Khalid sighed, “Ah, well, yes, but what choice do we have?”

The old woman raised her hand to silence them.  “We know of another,” she said.  “But it will not be easy.”

“Never is,” Gorak grunted.

“There is a tribe of ogres in the foothills, that venerate one of the least of the dragonkin.  While a true dragon's tooth would be better, it should suffice for our purpose.  They will not sit by idly however. They consider the beast a totemic spirit of their tribe.”

“Ogres we've dealt with.  Describe this dragon thing.”  As he listed to the village hunters, Gorak nodded in understanding.  “Wyvern,” he grunted.  “Stupid and feral.  Not to dangerous if we can avoid the poison.  Probably hangs around the ogres for scraps of meat.”  He slapped his thigh, “Just his teeth?  Might not be much more than that left after we're through with him.”

“Just the teeth,” the old woman replied.

“Alright then,” he grunted.  “We'll be back in a few days.”

After a journey of several days toward the mountains, the found the ogre village nestled among the hills.  Gorak shifted form, and scouted it quickly from the air, coming up with a rough plan of attack.    Stout timber walls encircled a collection of a dozen wood beamed structures, housing a little over a dozen ogres.  Although there was a watchtower, it seemed mostly neglected and they suspected that the ogres relied on the wyvern to warn them of danger.  A small cave further up in the hills was likely the wyvern's den.  The plan decided, Gorak once again ranged ahead, scouting to see if the wyvern was out of its nest.  Finding nothing, he circled back, and they set they plan in motion.

The ogres were caught completely unaware as Shayla, Azarek and Khalid descended invisibly from the clouds.  The fight, if it could even be called that, was short, and brutal.  Shayla began by incinerating a group in the center of the village.  As their dying screams drew others out, Khalid went to work incapacitating them with toxic mist, followed by summoning a mass of tentacles as they creatures tried to flee for shelter.

Gorak landed on the wall, but before he could shift and cast a spell, he was forced to dodge aside as a boulder crashed into the wall at this feet.  Azarek, shield held in both hands, swooped down in front of Shayla and deflected a huge rock that would have crushed her had it landed.

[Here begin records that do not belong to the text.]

//! Ledger processing status.

use std::str::FromStr;

use schemars::JsonSchema;
use serde::{Deserialize, Serialize};
use thiserror::Error;

/// Processing status of one uploaded file.
///
/// Stored verbatim (`IN_QUEUE`, `PROCESSING`, `SUCCESS`, `FAIL`) in the
/// ledger's status column.
#[derive(Debug, Clone, Copy, PartialEq, Eq, Hash, Serialize, Deserialize, JsonSchema, Default)]
#[serde(rename_all = "SCREAMING_SNAKE_CASE")]
pub enum ProcessStatus {
    /// Upload recorded, waiting for a worker
    #[default]
    InQueue,
    /// A worker is running the pipeline
    Processing,
    /// Outputs are uploaded; terminal
    Success,
    /// Last attempt failed; eligible for retry
    Fail,
}

impl ProcessStatus {
    pub const ALL: [ProcessStatus; 4] = [
        ProcessStatus::InQueue,
        ProcessStatus::Processing,
        ProcessStatus::Success,
        ProcessStatus::Fail,
    ];

    /// Get string representation of the status.
    pub fn as_str(&self) -> &'static str {
        match self {
            ProcessStatus::InQueue => "IN_QUEUE",
            ProcessStatus::Processing => "PROCESSING",
            ProcessStatus::Success => "SUCCESS",
            ProcessStatus::Fail => "FAIL",
        }
    }

    /// No transition out of `SUCCESS` is permitted.
    pub fn is_terminal(&self) -> bool {
        matches!(self, ProcessStatus::Success)
    }

    /// Whether a worker may start processing a file in this state.
    pub fn can_start(&self) -> bool {
        matches!(self, ProcessStatus::InQueue | ProcessStatus::Fail)
    }
}

impl std::fmt::Display for ProcessStatus {
    fn fmt(&self, f: &mut std::fmt::Formatter<'_>) -> std::fmt::Result {
        write!(f, "{}", self.as_str())
    }
}

#[derive(Debug, Clone, Error)]
#[error("Unknown process status: {0}")]
pub struct ParseStatusError(pub String);

impl FromStr for ProcessStatus {
    type Err = ParseStatusError;

    fn from_str(s: &str) -> Result<Self, Self::Err> {
        ProcessStatus::ALL
            .into_iter()
            .find(|status| status.as_str() == s)
            .ok_or_else(|| ParseStatusError(s.to_string()))
    }
}

#[cfg(test)]
mod tests {
    use super::*;

    #[test]
    fn test_status_strings() {
        for status in ProcessStatus::ALL {
            assert_eq!(status.as_str().parse::<ProcessStatus>().unwrap(), status);
        }
        assert!("DONE".parse::<ProcessStatus>().is_err());
    }

    #[test]
    fn test_serde_matches_column_values() {
        assert_eq!(serde_json::to_string(&ProcessStatus::InQueue).unwrap(), "\"IN_QUEUE\"");
        assert_eq!(serde_json::to_string(&ProcessStatus::Fail).unwrap(), "\"FAIL\"");
    }

    #[test]
    fn test_terminal() {
        assert!(ProcessStatus::Success.is_terminal());
        assert!(!ProcessStatus::Fail.is_terminal());
        assert!(ProcessStatus::Fail.can_start());
        assert!(!ProcessStatus::Processing.can_start());
    }
}
//! Fixed-size worker pool draining the bounded work queue.

use std::path::PathBuf;
use std::sync::Arc;

use mpipe_models::FileEvent;
use mpipe_storage::BlobConnector;
use tokio::sync::{mpsc, watch, Mutex};
use tokio::task::JoinHandle;
use tracing::{error, info};

use crate::config::WorkerConfig;
use crate::logging::FileContext;
use crate::processor::FileProcessor;

/// Why a worker stopped.
#[derive(Debug, Clone, Copy, PartialEq, Eq)]
pub enum WorkerExit {
    /// The queue was closed and empty
    Drained,
    /// Cancellation observed between files
    Cancelled,
    /// Could not open its blob store connection
    ConnectFailed,
    /// The worker task panicked
    Panicked,
}

/// Handles of the spawned workers.
pub struct WorkerPool {
    workers: Vec<JoinHandle<WorkerExit>>,
}

impl WorkerPool {
    /// Spawn `config.pool_strength` workers sharing `receiver`.
    ///
    /// Each worker opens its own blob store connection before taking work.
    pub fn spawn(
        config: &WorkerConfig,
        processor: FileProcessor,
        connector: Arc<dyn BlobConnector>,
        receiver: mpsc::Receiver<FileEvent>,
        cancel: watch::Receiver<bool>,
    ) -> Self {
        let receiver = Arc::new(Mutex::new(receiver));

        let workers = (0..config.pool_strength)
            .map(|id| {
                tokio::spawn(run_worker(
                    id,
                    config.scratch_dir(id),
                    processor.clone(),
                    Arc::clone(&connector),
                    Arc::clone(&receiver),
                    cancel.clone(),
                ))
            })
            .collect();

        info!(workers = config.pool_strength, "Worker pool started");
        Self { workers }
    }

    pub fn len(&self) -> usize {
        self.workers.len()
    }

    pub fn is_empty(&self) -> bool {
        self.workers.is_empty()
    }

    /// Wait for every worker to exit.
    ///
    /// Returns only after the queue's send side is dropped or cancellation
    /// is signalled.
    pub async fn join(self) -> Vec<WorkerExit> {
        let mut exits = Vec::with_capacity(self.workers.len());
        for (id, handle) in self.workers.into_iter().enumerate() {
            let exit = match handle.await {
                Ok(exit) => exit,
                Err(e) => {
                    error!(worker_id = id, error = %e, "Worker task failed");
                    WorkerExit::Panicked
                }
            };
            exits.push(exit);
        }
        info!(?exits, "Worker pool stopped");
        exits
    }
}

async fn run_worker(
    id: usize,
    scratch: PathBuf,
    processor: FileProcessor,
    connector: Arc<dyn BlobConnector>,
    receiver: Arc<Mutex<mpsc::Receiver<FileEvent>>>,
    mut cancel: watch::Receiver<bool>,
) -> WorkerExit {
    let blob = match connector.connect().await {
        Ok(blob) => blob,
        Err(e) => {
            error!(worker_id = id, error = %e, "Worker failed to connect to blob store");
            return WorkerExit::ConnectFailed;
        }
    };
    info!(worker_id = id, "Worker started");

    let exit = loop {
        // The receiver lock is only held while waiting for the next event.
        let next = tokio::select! {
            biased;
            _ = cancelled(&mut cancel) => break WorkerExit::Cancelled,
            event = async { receiver.lock().await.recv().await } => event,
        };

        let Some(event) = next else {
            break WorkerExit::Drained;
        };

        let ctx = FileContext::new(id, &event);
        processor.process(blob.as_ref(), &scratch, &ctx, &event).await;
    };

    info!(worker_id = id, exit = ?exit, "Worker stopped");
    exit
}

/// Resolves once cancellation is signalled; never if the sender is gone.
async fn cancelled(cancel: &mut watch::Receiver<bool>) {
    if cancel.wait_for(|c| *c).await.is_err() {
        std::future::pending::<()>().await;
    }
}
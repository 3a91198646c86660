//! Per-file log context.

use mpipe_models::FileEvent;
use tracing::{info_span, Span};

/// Immutable context attached to everything logged while one file is
/// processed.
#[derive(Debug, Clone, PartialEq, Eq)]
pub struct FileContext {
    pub worker_id: usize,
    pub filename: String,
    pub owner_id: i64,
    /// Trace ID of the originating notification
    pub trace_id: Option<String>,
    /// Stream delivery, for correlating acknowledgments
    pub delivery: Option<String>,
}

impl FileContext {
    pub fn new(worker_id: usize, event: &FileEvent) -> Self {
        Self {
            worker_id,
            filename: event.filename.clone(),
            owner_id: event.owner_id,
            trace_id: event
                .trace
                .as_ref()
                .and_then(|t| t.trace_id())
                .map(str::to_string),
            delivery: event.delivery.as_ref().map(ToString::to_string),
        }
    }

    /// Span carrying this context as fields.
    pub fn span(&self) -> Span {
        info_span!(
            "process_file",
            worker_id = self.worker_id,
            filename = %self.filename,
            owner_id = self.owner_id,
            trace_id = self.trace_id.as_deref().unwrap_or(""),
            delivery = self.delivery.as_deref().unwrap_or(""),
        )
    }
}
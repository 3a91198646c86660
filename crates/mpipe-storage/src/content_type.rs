//! Upload allow-list.

use std::path::Path;

/// Extensions that are uploaded, with the content type sent for each.
pub const ALLOWED_CONTENT_TYPES: [(&str, &str); 5] = [
    ("mpd", "application/dash+xml"),
    ("mp4", "video/mp4"),
    ("m4s", "video/iso.segment"),
    ("webm", "video/webm"),
    ("m4a", "audio/mp4"),
];

/// Content type for an output file, or `None` if it must not be uploaded.
pub fn content_type_for(path: &Path) -> Option<&'static str> {
    let ext = path.extension()?.to_str()?.to_ascii_lowercase();
    ALLOWED_CONTENT_TYPES
        .iter()
        .find(|(allowed, _)| *allowed == ext)
        .map(|(_, content_type)| *content_type)
}

#[cfg(test)]
mod tests {
    use super::*;

    #[test]
    fn test_allow_list() {
        assert_eq!(content_type_for(Path::new("clip.mpd")), Some("application/dash+xml"));
        assert_eq!(content_type_for(Path::new("clip_h264_640p.mp4")), Some("video/mp4"));
        assert_eq!(content_type_for(Path::new("segment_audio_1.m4s")), Some("video/iso.segment"));
        assert_eq!(content_type_for(Path::new("clip_vp9_640p.WEBM")), Some("video/webm"));
        assert_eq!(content_type_for(Path::new("clip.m4a")), Some("audio/mp4"));
    }

    #[test]
    fn test_skips_everything_else() {
        assert_eq!(content_type_for(Path::new("clip_vp9_640p_passlog-0.log")), None);
        assert_eq!(content_type_for(Path::new("clip.txt")), None);
        assert_eq!(content_type_for(Path::new("noext")), None);
    }
}
//! Transcoding engine and manifest packager seams.
//!
//! The pipeline only talks to these traits; [`FfmpegEngine`] and
//! [`Mp4BoxPackager`] are the production adapters.

use std::path::{Path, PathBuf};

use async_trait::async_trait;

use crate::command::{FfmpegCommand, Mp4BoxCommand, ProcessRunner, TrackKind};
use crate::error::MediaResult;

/// One pass of a multi-pass encode.
#[derive(Debug, Clone, PartialEq, Eq)]
pub struct PassSpec {
    /// 1-based pass number
    pub number: u8,
    /// Prefix of the pass log shared by every pass of one rendition
    pub log_prefix: PathBuf,
}

/// A single engine invocation.
#[derive(Debug, Clone, PartialEq, Eq)]
pub struct EncodeRequest {
    pub input: PathBuf,
    pub output: PathBuf,
    /// Encoder arguments, excluding input, pass and output
    pub args: Vec<String>,
    pub pass: Option<PassSpec>,
}

/// A track referenced by the manifest.
#[derive(Debug, Clone, PartialEq, Eq)]
pub struct PackageTrack {
    pub path: PathBuf,
    pub kind: TrackKind,
    /// Representation ID in the manifest
    pub id: String,
}

/// A single segmenter invocation.
#[derive(Debug, Clone, PartialEq, Eq)]
pub struct PackageRequest {
    /// Directory receiving the manifest and segments
    pub output_dir: PathBuf,
    pub manifest: PathBuf,
    pub tracks: Vec<PackageTrack>,
    pub segment_ms: u32,
}

/// Produces one output file per call. Exit status is the only contract.
#[async_trait]
pub trait TranscodeEngine: Send + Sync {
    async fn encode(&self, request: &EncodeRequest) -> MediaResult<()>;
}

/// Segments tracks and writes the adaptive-streaming manifest.
#[async_trait]
pub trait ManifestPackager: Send + Sync {
    async fn package(&self, request: &PackageRequest) -> MediaResult<()>;
}

/// [`TranscodeEngine`] backed by the `ffmpeg` CLI.
#[derive(Debug, Clone, Default)]
pub struct FfmpegEngine {
    runner: ProcessRunner,
}

impl FfmpegEngine {
    pub fn new(runner: ProcessRunner) -> Self {
        Self { runner }
    }
}

#[async_trait]
impl TranscodeEngine for FfmpegEngine {
    async fn encode(&self, request: &EncodeRequest) -> MediaResult<()> {
        let mut cmd = FfmpegCommand::new(&request.input, &request.output)
            .output_args(request.args.iter().cloned());
        if let Some(ref pass) = request.pass {
            cmd = cmd.pass(pass.number, &pass.log_prefix);
        }
        self.runner.run_ffmpeg(&cmd).await
    }
}

/// [`ManifestPackager`] backed by the `MP4Box` CLI.
#[derive(Debug, Clone, Default)]
pub struct Mp4BoxPackager {
    runner: ProcessRunner,
}

impl Mp4BoxPackager {
    pub fn new(runner: ProcessRunner) -> Self {
        Self { runner }
    }
}

#[async_trait]
impl ManifestPackager for Mp4BoxPackager {
    async fn package(&self, request: &PackageRequest) -> MediaResult<()> {
        // MP4Box writes segments next to the manifest, so it runs inside the
        // output directory with relative paths.
        let relative = |path: &Path| -> PathBuf {
            path.strip_prefix(&request.output_dir)
                .map(Path::to_path_buf)
                .unwrap_or_else(|_| path.to_path_buf())
        };

        let mut cmd = Mp4BoxCommand::new(relative(&request.manifest)).segment_ms(request.segment_ms);
        for track in &request.tracks {
            cmd = cmd.track(relative(&track.path), track.kind, &track.id);
        }

        self.runner.run_mp4box(&cmd, &request.output_dir).await
    }
}
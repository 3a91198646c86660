//! Removal of pipeline inputs and intermediates.

use std::io::ErrorKind;
use std::path::{Path, PathBuf};

use tracing::warn;

/// What cleanup removed and how many removals failed.
#[derive(Debug, Clone, Default, PartialEq, Eq)]
pub struct CleanupReport {
    pub removed: Vec<PathBuf>,
    pub failures: usize,
}

impl CleanupReport {
    pub fn is_clean(&self) -> bool {
        self.failures == 0
    }

    async fn remove(&mut self, path: &Path) {
        match tokio::fs::remove_file(path).await {
            Ok(()) => self.removed.push(path.to_path_buf()),
            // Already gone counts as cleaned.
            Err(e) if e.kind() == ErrorKind::NotFound => {}
            Err(e) => {
                warn!(path = %path.display(), error = %e, "Failed to remove pipeline artifact");
                self.failures += 1;
            }
        }
    }
}

/// Delete the original input and every multi-pass log in `output_dir`.
///
/// A pass log is any file whose name starts with the file name of one of
/// `log_prefixes`; the engine appends its own suffixes. Failures are logged
/// and counted, never returned.
pub async fn remove_intermediates(
    input: &Path,
    output_dir: &Path,
    log_prefixes: &[PathBuf],
) -> CleanupReport {
    let mut report = CleanupReport::default();
    report.remove(input).await;

    let stems: Vec<String> = log_prefixes
        .iter()
        .filter_map(|p| p.file_name())
        .map(|n| n.to_string_lossy().to_string())
        .collect();
    if stems.is_empty() {
        return report;
    }

    let mut entries = match tokio::fs::read_dir(output_dir).await {
        Ok(entries) => entries,
        Err(e) if e.kind() == ErrorKind::NotFound => return report,
        Err(e) => {
            warn!(dir = %output_dir.display(), error = %e, "Failed to scan output directory");
            report.failures += 1;
            return report;
        }
    };

    loop {
        match entries.next_entry().await {
            Ok(Some(entry)) => {
                let name = entry.file_name().to_string_lossy().to_string();
                if stems.iter().any(|stem| name.starts_with(stem.as_str())) {
                    report.remove(&entry.path()).await;
                }
            }
            Ok(None) => break,
            Err(e) => {
                warn!(dir = %output_dir.display(), error = %e, "Failed to scan output directory");
                report.failures += 1;
                break;
            }
        }
    }

    report
}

Between the confusion sown by Khalid's magick, and the relentless destruction wrought by Shayla, the ogres were quickly overwhelmed.  As they had hoped, the sounds of battle drew the wyvern from it's nest.    With a shriek from it's serpentine maw, it took to the air, racing toward the village, the sun glinting off its bluish white scales.  But Khalid was prepared for this, and before it could close the distance on them, the air around it began to shimmer and thicken.  The creature struggled mightily but it was all it could do to stay aloft as it's muscles seemed to work against it, twitching and jerking as it hovered in the air.  It was an easy target for Gorak and Shayla, unable to even flee as the mental impediment Khalid placed upon its mind rendered practically immobile.

They flew over the smoking ruin of the village and landed beside the body of the wyvern.  With a few pokes from his staff, Gorak satisfied himself that the creature was dead, and started to work on removing its teeth, along with a few choice scales.

Tired, but unscathed, they set off back toward the village, where they handed over the teeth to the old woman.  

“Very well,” the old woman continued.  “we will begin the preparations. I suggest you do the same.”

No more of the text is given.